__Task objective__:
Among the records that follow, set down only the lines from the one containing "use anyhow::Result;" to the one containing "let canonical = read_translations(ctx.input_file())?;", both included, exactly.

__Recorded data__:

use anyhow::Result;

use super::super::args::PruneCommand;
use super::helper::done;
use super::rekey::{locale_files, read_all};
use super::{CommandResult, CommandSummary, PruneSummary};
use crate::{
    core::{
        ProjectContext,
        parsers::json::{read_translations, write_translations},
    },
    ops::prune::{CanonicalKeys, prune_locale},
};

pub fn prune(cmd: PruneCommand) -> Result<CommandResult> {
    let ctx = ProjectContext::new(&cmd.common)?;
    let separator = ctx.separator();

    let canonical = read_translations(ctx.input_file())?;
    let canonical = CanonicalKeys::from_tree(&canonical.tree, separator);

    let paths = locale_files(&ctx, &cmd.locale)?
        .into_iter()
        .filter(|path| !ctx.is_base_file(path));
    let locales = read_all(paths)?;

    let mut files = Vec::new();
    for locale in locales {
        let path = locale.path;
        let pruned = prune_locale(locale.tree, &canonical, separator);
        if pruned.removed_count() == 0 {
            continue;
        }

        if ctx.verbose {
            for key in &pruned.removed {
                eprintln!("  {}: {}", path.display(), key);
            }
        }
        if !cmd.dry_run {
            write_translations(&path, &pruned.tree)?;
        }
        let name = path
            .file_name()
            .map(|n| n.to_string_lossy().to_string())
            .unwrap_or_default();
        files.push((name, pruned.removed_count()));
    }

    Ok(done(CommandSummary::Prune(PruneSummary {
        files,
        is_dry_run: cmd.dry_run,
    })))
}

---

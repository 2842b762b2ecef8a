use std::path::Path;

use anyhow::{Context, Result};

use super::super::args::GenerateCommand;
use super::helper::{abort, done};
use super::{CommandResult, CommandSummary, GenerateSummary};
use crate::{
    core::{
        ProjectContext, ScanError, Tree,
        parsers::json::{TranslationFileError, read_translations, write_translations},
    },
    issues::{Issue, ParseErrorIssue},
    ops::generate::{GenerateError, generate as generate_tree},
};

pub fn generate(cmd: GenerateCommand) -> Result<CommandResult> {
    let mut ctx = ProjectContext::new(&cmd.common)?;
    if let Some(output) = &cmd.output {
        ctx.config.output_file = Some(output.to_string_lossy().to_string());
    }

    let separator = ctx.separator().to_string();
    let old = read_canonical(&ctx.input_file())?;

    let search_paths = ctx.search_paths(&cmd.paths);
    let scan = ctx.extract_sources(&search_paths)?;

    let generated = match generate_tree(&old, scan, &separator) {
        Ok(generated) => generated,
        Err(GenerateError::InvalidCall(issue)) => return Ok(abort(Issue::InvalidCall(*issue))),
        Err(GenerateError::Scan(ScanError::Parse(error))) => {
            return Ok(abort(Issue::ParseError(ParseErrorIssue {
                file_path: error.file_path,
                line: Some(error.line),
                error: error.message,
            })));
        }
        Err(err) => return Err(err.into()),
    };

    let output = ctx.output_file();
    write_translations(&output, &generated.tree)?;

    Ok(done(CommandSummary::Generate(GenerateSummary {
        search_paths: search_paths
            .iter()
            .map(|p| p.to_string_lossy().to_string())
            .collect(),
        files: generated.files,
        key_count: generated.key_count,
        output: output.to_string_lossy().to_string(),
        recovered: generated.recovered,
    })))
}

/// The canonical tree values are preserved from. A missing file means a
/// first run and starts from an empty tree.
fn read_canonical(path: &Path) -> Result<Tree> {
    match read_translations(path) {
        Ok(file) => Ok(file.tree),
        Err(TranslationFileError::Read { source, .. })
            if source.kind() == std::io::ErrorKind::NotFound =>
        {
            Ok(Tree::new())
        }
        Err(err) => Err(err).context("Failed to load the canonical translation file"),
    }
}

...

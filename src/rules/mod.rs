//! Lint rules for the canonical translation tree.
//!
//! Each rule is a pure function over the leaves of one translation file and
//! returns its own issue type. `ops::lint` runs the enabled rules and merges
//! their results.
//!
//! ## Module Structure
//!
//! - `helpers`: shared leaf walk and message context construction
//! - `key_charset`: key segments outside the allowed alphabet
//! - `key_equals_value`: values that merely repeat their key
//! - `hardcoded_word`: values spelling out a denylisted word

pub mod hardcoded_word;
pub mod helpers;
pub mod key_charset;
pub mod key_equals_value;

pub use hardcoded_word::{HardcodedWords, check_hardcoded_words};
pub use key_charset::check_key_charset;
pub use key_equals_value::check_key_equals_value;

__Written response__:
use anyhow::Result;

use super::super::args::PruneCommand;
use super::helper::done;
use super::rekey::{locale_files, read_all};
use super::{CommandResult, CommandSummary, PruneSummary};
use crate::{
    core::{
        ProjectContext,
        parsers::json::{read_translations, write_translations},
    },
    ops::prune::{CanonicalKeys, prune_locale},
};

pub fn prune(cmd: PruneCommand) -> Result<CommandResult> {
    let ctx = ProjectContext::new(&cmd.common)?;
    let separator = ctx.separator();

    let canonical = read_translations(ctx.input_file())?;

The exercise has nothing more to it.